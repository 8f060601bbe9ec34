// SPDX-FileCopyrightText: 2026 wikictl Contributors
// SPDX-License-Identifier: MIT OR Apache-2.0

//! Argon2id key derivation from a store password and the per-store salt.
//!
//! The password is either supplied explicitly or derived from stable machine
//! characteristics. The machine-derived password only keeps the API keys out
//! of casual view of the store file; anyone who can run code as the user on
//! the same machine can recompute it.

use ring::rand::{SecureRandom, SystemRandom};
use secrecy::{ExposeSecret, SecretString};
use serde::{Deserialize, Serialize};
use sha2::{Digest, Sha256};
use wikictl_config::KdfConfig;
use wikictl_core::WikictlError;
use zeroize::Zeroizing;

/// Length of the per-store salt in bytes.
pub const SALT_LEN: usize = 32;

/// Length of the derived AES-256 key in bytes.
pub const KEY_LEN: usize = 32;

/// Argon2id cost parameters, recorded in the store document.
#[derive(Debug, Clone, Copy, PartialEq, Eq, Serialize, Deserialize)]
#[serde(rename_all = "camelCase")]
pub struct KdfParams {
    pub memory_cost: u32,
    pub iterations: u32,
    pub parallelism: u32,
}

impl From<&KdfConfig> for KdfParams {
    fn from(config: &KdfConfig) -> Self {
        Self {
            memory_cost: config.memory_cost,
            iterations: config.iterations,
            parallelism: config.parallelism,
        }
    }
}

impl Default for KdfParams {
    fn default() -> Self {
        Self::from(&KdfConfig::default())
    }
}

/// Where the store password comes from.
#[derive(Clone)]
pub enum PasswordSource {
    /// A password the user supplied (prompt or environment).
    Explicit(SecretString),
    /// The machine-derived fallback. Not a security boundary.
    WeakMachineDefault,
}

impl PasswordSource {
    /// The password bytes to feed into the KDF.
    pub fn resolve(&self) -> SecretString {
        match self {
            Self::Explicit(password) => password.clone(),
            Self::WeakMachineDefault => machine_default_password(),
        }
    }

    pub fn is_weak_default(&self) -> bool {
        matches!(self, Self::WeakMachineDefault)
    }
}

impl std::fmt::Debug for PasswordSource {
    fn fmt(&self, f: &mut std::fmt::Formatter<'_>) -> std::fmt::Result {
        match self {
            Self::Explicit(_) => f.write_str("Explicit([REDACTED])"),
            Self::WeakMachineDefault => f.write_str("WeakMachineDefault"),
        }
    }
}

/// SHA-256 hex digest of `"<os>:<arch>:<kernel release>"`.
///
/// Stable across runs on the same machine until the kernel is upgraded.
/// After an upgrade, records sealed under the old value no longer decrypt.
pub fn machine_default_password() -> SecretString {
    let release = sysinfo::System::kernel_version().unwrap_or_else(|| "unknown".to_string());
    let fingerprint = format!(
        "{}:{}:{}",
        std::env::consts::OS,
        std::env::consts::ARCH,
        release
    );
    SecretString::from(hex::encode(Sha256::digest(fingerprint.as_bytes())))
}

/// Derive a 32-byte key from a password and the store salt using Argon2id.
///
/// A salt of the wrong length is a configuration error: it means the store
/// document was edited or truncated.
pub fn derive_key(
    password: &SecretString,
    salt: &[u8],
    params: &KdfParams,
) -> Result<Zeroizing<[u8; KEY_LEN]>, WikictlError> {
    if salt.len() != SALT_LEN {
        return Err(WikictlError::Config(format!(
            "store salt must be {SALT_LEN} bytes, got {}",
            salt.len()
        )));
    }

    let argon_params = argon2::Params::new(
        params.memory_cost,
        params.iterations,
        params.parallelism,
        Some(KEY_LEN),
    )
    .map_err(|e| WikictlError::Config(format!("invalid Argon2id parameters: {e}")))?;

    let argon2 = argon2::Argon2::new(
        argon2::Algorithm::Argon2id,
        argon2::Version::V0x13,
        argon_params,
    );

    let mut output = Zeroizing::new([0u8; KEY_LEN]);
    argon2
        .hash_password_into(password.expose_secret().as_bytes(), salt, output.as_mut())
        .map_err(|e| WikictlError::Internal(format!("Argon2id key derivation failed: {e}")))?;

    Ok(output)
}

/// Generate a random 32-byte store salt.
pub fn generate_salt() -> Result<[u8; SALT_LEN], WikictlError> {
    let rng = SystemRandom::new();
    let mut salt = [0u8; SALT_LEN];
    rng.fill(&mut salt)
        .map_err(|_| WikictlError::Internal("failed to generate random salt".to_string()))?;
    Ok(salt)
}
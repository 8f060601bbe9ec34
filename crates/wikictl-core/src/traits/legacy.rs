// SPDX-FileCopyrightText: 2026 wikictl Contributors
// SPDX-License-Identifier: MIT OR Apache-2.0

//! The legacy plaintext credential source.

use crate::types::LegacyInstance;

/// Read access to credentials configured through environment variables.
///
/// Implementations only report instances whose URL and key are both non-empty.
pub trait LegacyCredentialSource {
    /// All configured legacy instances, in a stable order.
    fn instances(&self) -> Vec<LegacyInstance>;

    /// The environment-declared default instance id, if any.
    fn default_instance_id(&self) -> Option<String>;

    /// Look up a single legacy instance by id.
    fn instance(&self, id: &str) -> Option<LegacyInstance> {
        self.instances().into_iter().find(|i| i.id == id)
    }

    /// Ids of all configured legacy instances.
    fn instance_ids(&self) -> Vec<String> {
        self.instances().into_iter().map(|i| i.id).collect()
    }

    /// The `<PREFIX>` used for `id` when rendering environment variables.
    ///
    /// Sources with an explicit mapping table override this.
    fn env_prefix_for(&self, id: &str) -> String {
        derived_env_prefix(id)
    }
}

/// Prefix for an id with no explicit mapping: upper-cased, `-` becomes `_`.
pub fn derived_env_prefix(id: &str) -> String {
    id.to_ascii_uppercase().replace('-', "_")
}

=-=-=-=-=

» Problem description: Please print out every entry again, exactly as it reads.

» Result of the exercise:
repository 8f060601bbe9ec34
// SPDX-FileCopyrightText: 2026 wikictl Contributors
// SPDX-License-Identifier: MIT OR Apache-2.0

//! Argon2id key derivation from a store password and the per-store salt.
//!
//! The password is either supplied explicitly or derived from stable machine
//! characteristics. The machine-derived password only keeps the API keys out
//! of casual view of the store file; anyone who can run code as the user on
//! the same machine can recompute it.

use ring::rand::{SecureRandom, SystemRandom};
use secrecy::{ExposeSecret, SecretString};
use serde::{Deserialize, Serialize};
use sha2::{Digest, Sha256};
use wikictl_config::KdfConfig;
use wikictl_core::WikictlError;
use zeroize::Zeroizing;

/// Length of the per-store salt in bytes.
pub const SALT_LEN: usize = 32;

/// Length of the derived AES-256 key in bytes.
pub const KEY_LEN: usize = 32;

/// Argon2id cost parameters, recorded in the store document.
#[derive(Debug, Clone, Copy, PartialEq, Eq, Serialize, Deserialize)]
#[serde(rename_all = "camelCase")]
pub struct KdfParams {
    pub memory_cost: u32,
    pub iterations: u32,
    pub parallelism: u32,
}

impl From<&KdfConfig> for KdfParams {
    fn from(config: &KdfConfig) -> Self {
        Self {
            memory_cost: config.memory_cost,
            iterations: config.iterations,
            parallelism: config.parallelism,
        }
    }
}

impl Default for KdfParams {
    fn default() -> Self {
        Self::from(&KdfConfig::default())
    }
}

/// Where the store password comes from.
#[derive(Clone)]
pub enum PasswordSource {
    /// A password the user supplied (prompt or environment).
    Explicit(SecretString),
    /// The machine-derived fallback. Not a security boundary.
    WeakMachineDefault,
}

impl PasswordSource {
    /// The password bytes to feed into the KDF.
    pub fn resolve(&self) -> SecretString {
        match self {
            Self::Explicit(password) => password.clone(),
            Self::WeakMachineDefault => machine_default_password(),
        }
    }

    pub fn is_weak_default(&self) -> bool {
        matches!(self, Self::WeakMachineDefault)
    }
}

impl std::fmt::Debug for PasswordSource {
    fn fmt(&self, f: &mut std::fmt::Formatter<'_>) -> std::fmt::Result {
        match self {
            Self::Explicit(_) => f.write_str("Explicit([REDACTED])"),
            Self::WeakMachineDefault => f.write_str("WeakMachineDefault"),
        }
    }
}

/// SHA-256 hex digest of `"<os>:<arch>:<kernel release>"`.
///
/// Stable across runs on the same machine until the kernel is upgraded.
/// After an upgrade, records sealed under the old value no longer decrypt.
pub fn machine_default_password() -> SecretString {
    let release = sysinfo::System::kernel_version().unwrap_or_else(|| "unknown".to_string());
    let fingerprint = format!(
        "{}:{}:{}",
        std::env::consts::OS,
        std::env::consts::ARCH,
        release
    );
    SecretString::from(hex::encode(Sha256::digest(fingerprint.as_bytes())))
}

/// Derive a 32-byte key from a password and the store salt using Argon2id.
///
/// A salt of the wrong length is a configuration error: it means the store
/// document was edited or truncated.
pub fn derive_key(
    password: &SecretString,
    salt: &[u8],
    params: &KdfParams,
) -> Result<Zeroizing<[u8; KEY_LEN]>, WikictlError> {
    if salt.len() != SALT_LEN {
        return Err(WikictlError::Config(format!(
            "store salt must be {SALT_LEN} bytes, got {}",
            salt.len()
        )));
    }

    let argon_params = argon2::Params::new(
        params.memory_cost,
        params.iterations,
        params.parallelism,
        Some(KEY_LEN),
    )
    .map_err(|e| WikictlError::Config(format!("invalid Argon2id parameters: {e}")))?;

    let argon2 = argon2::Argon2::new(
        argon2::Algorithm::Argon2id,
        argon2::Version::V0x13,
        argon_params,
    );

    let mut output = Zeroizing::new([0u8; KEY_LEN]);
    argon2
        .hash_password_into(password.expose_secret().as_bytes(), salt, output.as_mut())
        .map_err(|e| WikictlError::Internal(format!("Argon2id key derivation failed: {e}")))?;

    Ok(output)
}

/// Generate a random 32-byte store salt.
pub fn generate_salt() -> Result<[u8; SALT_LEN], WikictlError> {
    let rng = SystemRandom::new();
    let mut salt = [0u8; SALT_LEN];
    rng.fill(&mut salt)
        .map_err(|_| WikictlError::Internal("failed to generate random salt".to_string()))?;
    Ok(salt)
}
repository 8f060601bbe9ec34
filename crates/wikictl-core/src/traits/legacy.rs
// SPDX-FileCopyrightText: 2026 wikictl Contributors
// SPDX-License-Identifier: MIT OR Apache-2.0

//! The legacy plaintext credential source.

use crate::types::LegacyInstance;

/// Read access to credentials configured through environment variables.
///
/// Implementations only report instances whose URL and key are both non-empty.
pub trait LegacyCredentialSource {
    /// All configured legacy instances, in a stable order.
    fn instances(&self) -> Vec<LegacyInstance>;

    /// The environment-declared default instance id, if any.
    fn default_instance_id(&self) -> Option<String>;

    /// Look up a single legacy instance by id.
    fn instance(&self, id: &str) -> Option<LegacyInstance> {
        self.instances().into_iter().find(|i| i.id == id)
    }

    /// Ids of all configured legacy instances.
    fn instance_ids(&self) -> Vec<String> {
        self.instances().into_iter().map(|i| i.id).collect()
    }

    /// The `<PREFIX>` used for `id` when rendering environment variables.
    ///
    /// Sources with an explicit mapping table override this.
    fn env_prefix_for(&self, id: &str) -> String {
        derived_env_prefix(id)
    }
}

/// Prefix for an id with no explicit mapping: upper-cased, `-` becomes `_`.
pub fn derived_env_prefix(id: &str) -> String {
    id.to_ascii_uppercase().replace('-', "_")
}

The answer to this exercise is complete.